** Data **
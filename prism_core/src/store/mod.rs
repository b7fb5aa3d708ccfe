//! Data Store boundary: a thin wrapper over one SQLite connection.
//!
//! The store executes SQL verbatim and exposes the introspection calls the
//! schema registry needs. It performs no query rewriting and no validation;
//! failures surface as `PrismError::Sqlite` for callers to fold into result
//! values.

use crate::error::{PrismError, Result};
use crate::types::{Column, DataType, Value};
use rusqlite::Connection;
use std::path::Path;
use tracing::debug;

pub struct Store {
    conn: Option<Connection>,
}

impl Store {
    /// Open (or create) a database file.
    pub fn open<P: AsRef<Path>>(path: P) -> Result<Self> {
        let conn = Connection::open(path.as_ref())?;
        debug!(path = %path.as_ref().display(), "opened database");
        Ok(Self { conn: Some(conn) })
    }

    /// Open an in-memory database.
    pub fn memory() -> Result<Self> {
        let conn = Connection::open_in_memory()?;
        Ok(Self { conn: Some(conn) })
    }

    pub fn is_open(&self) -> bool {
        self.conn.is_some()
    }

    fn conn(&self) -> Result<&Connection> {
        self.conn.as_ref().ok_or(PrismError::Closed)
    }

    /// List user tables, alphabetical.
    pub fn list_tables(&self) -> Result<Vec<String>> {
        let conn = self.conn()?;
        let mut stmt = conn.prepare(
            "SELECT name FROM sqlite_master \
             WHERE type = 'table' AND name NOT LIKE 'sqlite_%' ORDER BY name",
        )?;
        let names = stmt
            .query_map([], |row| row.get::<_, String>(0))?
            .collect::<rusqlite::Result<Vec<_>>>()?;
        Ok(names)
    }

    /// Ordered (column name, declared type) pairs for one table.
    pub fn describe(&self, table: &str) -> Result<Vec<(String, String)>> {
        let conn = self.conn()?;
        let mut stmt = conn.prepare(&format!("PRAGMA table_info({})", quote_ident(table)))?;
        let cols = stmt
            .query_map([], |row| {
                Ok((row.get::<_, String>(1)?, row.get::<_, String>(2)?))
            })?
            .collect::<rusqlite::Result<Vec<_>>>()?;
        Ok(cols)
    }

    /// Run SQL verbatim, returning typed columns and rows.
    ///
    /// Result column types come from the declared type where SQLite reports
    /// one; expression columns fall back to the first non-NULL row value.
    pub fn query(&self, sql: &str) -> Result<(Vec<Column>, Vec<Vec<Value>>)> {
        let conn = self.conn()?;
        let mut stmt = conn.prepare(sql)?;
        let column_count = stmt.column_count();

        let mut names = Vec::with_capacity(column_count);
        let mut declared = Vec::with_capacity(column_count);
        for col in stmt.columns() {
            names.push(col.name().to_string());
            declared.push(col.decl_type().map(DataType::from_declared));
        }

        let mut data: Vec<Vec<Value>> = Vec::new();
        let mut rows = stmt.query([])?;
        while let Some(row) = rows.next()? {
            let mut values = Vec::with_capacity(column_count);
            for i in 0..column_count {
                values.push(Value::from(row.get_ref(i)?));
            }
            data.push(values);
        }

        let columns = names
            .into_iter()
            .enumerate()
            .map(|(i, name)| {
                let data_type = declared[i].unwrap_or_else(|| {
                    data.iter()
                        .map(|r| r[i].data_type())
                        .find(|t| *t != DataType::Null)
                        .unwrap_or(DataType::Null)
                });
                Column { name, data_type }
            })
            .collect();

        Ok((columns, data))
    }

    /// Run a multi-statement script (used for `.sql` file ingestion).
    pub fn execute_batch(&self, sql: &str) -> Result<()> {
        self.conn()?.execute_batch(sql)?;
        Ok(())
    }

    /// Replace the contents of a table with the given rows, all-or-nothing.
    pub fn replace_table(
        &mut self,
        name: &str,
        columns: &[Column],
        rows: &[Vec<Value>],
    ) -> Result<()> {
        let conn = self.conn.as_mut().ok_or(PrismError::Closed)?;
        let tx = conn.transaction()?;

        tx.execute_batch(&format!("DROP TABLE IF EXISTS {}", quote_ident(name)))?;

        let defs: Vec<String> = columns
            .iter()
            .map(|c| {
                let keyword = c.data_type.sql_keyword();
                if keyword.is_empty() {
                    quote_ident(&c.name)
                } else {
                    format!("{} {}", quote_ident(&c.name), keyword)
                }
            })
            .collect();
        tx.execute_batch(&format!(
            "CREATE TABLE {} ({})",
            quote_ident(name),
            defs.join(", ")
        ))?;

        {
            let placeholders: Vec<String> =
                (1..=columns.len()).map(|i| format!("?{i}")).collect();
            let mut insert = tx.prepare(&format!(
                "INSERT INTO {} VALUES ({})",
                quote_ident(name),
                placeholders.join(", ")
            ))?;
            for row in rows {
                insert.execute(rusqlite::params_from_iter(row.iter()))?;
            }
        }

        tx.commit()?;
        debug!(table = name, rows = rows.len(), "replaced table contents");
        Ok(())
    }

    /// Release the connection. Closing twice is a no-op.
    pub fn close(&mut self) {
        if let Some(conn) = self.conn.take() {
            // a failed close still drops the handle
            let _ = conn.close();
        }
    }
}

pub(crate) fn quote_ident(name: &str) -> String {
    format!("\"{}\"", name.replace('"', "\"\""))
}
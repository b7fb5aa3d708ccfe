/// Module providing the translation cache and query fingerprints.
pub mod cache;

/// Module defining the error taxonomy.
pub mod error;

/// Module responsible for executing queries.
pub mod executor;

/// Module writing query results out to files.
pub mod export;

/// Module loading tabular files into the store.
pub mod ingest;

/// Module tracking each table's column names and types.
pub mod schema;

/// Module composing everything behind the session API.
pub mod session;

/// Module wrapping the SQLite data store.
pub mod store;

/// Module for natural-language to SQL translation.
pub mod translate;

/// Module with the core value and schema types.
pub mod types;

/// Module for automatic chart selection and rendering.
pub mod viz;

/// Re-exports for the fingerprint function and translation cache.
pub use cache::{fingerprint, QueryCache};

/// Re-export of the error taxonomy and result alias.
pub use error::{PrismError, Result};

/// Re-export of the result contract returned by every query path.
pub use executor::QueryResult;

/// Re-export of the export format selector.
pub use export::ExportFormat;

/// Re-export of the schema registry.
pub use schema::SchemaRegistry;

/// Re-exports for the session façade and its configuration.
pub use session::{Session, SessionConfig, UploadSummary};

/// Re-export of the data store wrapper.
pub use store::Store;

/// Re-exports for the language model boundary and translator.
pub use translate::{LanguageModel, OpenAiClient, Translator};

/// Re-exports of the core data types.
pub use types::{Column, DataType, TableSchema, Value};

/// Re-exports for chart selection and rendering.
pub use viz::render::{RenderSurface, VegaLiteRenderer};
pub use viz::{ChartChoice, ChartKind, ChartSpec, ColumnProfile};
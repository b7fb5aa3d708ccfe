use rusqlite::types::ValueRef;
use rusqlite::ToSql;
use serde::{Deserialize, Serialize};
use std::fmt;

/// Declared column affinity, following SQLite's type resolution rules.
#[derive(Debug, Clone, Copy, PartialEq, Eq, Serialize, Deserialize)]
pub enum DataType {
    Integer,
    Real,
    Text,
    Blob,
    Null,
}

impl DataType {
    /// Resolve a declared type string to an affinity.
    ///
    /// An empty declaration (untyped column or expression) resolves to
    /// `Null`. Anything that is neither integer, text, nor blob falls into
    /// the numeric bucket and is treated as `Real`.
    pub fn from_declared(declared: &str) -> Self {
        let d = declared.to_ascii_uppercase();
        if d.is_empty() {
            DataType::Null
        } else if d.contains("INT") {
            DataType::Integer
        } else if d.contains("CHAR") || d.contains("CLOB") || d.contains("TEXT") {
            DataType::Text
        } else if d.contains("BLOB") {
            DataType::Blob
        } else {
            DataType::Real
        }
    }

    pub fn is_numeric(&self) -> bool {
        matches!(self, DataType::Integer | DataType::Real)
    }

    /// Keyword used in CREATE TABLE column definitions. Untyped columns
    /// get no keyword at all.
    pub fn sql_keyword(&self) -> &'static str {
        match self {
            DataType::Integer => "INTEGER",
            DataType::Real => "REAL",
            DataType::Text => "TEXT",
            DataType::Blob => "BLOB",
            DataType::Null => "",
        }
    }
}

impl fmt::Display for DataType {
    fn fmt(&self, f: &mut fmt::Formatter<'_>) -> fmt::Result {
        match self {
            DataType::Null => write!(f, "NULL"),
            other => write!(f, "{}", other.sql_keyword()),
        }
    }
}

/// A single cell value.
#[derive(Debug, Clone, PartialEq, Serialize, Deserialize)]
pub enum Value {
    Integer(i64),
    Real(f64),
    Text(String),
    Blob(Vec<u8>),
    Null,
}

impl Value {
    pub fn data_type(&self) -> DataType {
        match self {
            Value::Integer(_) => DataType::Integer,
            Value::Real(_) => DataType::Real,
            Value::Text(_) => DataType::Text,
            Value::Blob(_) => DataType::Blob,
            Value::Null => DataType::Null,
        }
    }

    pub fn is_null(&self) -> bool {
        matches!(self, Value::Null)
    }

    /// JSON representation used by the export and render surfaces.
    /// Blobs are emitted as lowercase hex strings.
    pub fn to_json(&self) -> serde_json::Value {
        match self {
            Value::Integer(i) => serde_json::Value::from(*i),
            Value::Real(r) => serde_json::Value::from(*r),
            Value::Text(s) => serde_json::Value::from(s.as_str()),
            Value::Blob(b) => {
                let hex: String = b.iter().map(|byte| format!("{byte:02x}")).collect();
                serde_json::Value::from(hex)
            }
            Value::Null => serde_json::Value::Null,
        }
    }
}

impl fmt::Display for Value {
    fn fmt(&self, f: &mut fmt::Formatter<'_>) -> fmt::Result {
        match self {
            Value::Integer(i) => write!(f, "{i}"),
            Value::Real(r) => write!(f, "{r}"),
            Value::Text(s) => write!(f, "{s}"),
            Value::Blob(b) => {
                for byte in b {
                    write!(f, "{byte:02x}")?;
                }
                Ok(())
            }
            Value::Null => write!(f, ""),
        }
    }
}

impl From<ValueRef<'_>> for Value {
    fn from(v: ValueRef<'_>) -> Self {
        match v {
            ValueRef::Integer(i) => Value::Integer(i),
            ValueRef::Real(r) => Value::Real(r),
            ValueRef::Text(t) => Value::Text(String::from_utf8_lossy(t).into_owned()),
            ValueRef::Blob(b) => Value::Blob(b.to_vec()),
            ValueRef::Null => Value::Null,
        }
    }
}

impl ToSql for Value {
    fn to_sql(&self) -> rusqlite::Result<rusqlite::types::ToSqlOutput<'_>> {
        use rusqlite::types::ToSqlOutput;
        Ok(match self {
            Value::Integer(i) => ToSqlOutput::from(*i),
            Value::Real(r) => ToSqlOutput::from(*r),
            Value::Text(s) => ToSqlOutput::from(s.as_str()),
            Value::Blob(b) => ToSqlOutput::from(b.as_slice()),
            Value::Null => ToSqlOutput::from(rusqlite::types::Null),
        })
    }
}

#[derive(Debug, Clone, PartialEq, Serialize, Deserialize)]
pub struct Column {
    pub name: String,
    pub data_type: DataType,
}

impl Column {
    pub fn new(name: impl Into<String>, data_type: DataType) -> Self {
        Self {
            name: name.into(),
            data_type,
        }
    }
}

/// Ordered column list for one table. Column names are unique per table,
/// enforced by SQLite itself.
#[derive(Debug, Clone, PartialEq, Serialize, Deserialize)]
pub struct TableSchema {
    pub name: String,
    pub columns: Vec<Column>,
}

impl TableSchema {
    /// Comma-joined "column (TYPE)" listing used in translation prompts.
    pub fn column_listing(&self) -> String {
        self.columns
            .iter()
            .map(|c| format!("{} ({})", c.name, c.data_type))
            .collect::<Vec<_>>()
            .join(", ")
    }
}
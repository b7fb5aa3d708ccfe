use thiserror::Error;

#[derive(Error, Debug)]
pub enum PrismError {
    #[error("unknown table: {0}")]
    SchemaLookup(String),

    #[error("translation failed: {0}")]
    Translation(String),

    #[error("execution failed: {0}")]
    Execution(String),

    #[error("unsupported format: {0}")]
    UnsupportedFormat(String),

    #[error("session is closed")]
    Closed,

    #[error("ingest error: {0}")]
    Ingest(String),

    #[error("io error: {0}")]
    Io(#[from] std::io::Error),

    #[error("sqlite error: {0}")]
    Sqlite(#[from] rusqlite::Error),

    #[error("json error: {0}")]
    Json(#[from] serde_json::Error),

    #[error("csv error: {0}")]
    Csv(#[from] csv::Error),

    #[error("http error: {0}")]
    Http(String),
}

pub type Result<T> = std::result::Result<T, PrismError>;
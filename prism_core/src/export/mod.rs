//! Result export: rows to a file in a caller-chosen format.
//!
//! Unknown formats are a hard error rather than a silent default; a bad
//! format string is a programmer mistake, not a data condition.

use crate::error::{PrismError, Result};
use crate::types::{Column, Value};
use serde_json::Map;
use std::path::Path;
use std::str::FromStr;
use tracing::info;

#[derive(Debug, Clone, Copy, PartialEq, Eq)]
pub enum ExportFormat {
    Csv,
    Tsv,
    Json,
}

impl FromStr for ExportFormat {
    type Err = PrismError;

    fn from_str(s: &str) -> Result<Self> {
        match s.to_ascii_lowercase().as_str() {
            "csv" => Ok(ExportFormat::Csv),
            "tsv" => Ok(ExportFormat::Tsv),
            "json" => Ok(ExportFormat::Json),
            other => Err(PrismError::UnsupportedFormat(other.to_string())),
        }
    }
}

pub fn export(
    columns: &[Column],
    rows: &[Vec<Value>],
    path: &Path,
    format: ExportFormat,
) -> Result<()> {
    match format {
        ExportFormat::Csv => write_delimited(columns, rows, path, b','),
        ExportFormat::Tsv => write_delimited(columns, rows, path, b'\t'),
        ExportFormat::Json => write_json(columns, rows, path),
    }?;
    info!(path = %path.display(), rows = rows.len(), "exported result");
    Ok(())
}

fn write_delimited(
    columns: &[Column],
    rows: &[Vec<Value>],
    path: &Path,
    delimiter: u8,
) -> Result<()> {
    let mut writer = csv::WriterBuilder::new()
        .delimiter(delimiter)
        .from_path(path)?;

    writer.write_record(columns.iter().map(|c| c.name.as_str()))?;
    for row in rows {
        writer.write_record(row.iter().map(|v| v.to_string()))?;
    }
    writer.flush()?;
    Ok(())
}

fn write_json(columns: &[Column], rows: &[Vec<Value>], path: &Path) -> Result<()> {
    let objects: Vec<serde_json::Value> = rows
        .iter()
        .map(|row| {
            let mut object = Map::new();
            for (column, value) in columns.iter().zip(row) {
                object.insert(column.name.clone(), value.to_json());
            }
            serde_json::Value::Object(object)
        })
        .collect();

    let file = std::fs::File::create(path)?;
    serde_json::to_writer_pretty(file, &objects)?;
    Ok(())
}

** Prompt **
Your answer should consist of the lines from the line with "self.conn()?.execute_batch(sql)?;" to the line with "drops the handle" above, repeated exactly, both ends included.

** Your solution **
        self.conn()?.execute_batch(sql)?;
        Ok(())
    }

    /// Replace the contents of a table with the given rows, all-or-nothing.
    pub fn replace_table(
        &mut self,
        name: &str,
        columns: &[Column],
        rows: &[Vec<Value>],
    ) -> Result<()> {
        let conn = self.conn.as_mut().ok_or(PrismError::Closed)?;
        let tx = conn.transaction()?;

        tx.execute_batch(&format!("DROP TABLE IF EXISTS {}", quote_ident(name)))?;

        let defs: Vec<String> = columns
            .iter()
            .map(|c| {
                let keyword = c.data_type.sql_keyword();
                if keyword.is_empty() {
                    quote_ident(&c.name)
                } else {
                    format!("{} {}", quote_ident(&c.name), keyword)
                }
            })
            .collect();
        tx.execute_batch(&format!(
            "CREATE TABLE {} ({})",
            quote_ident(name),
            defs.join(", ")
        ))?;

        {
            let placeholders: Vec<String> =
                (1..=columns.len()).map(|i| format!("?{i}")).collect();
            let mut insert = tx.prepare(&format!(
                "INSERT INTO {} VALUES ({})",
                quote_ident(name),
                placeholders.join(", ")
            ))?;
            for row in rows {
                insert.execute(rusqlite::params_from_iter(row.iter()))?;
            }
        }

        tx.commit()?;
        debug!(table = name, rows = rows.len(), "replaced table contents");
        Ok(())
    }

    /// Release the connection. Closing twice is a no-op.
    pub fn close(&mut self) {
        if let Some(conn) = self.conn.take() {
            // a failed close still drops the handle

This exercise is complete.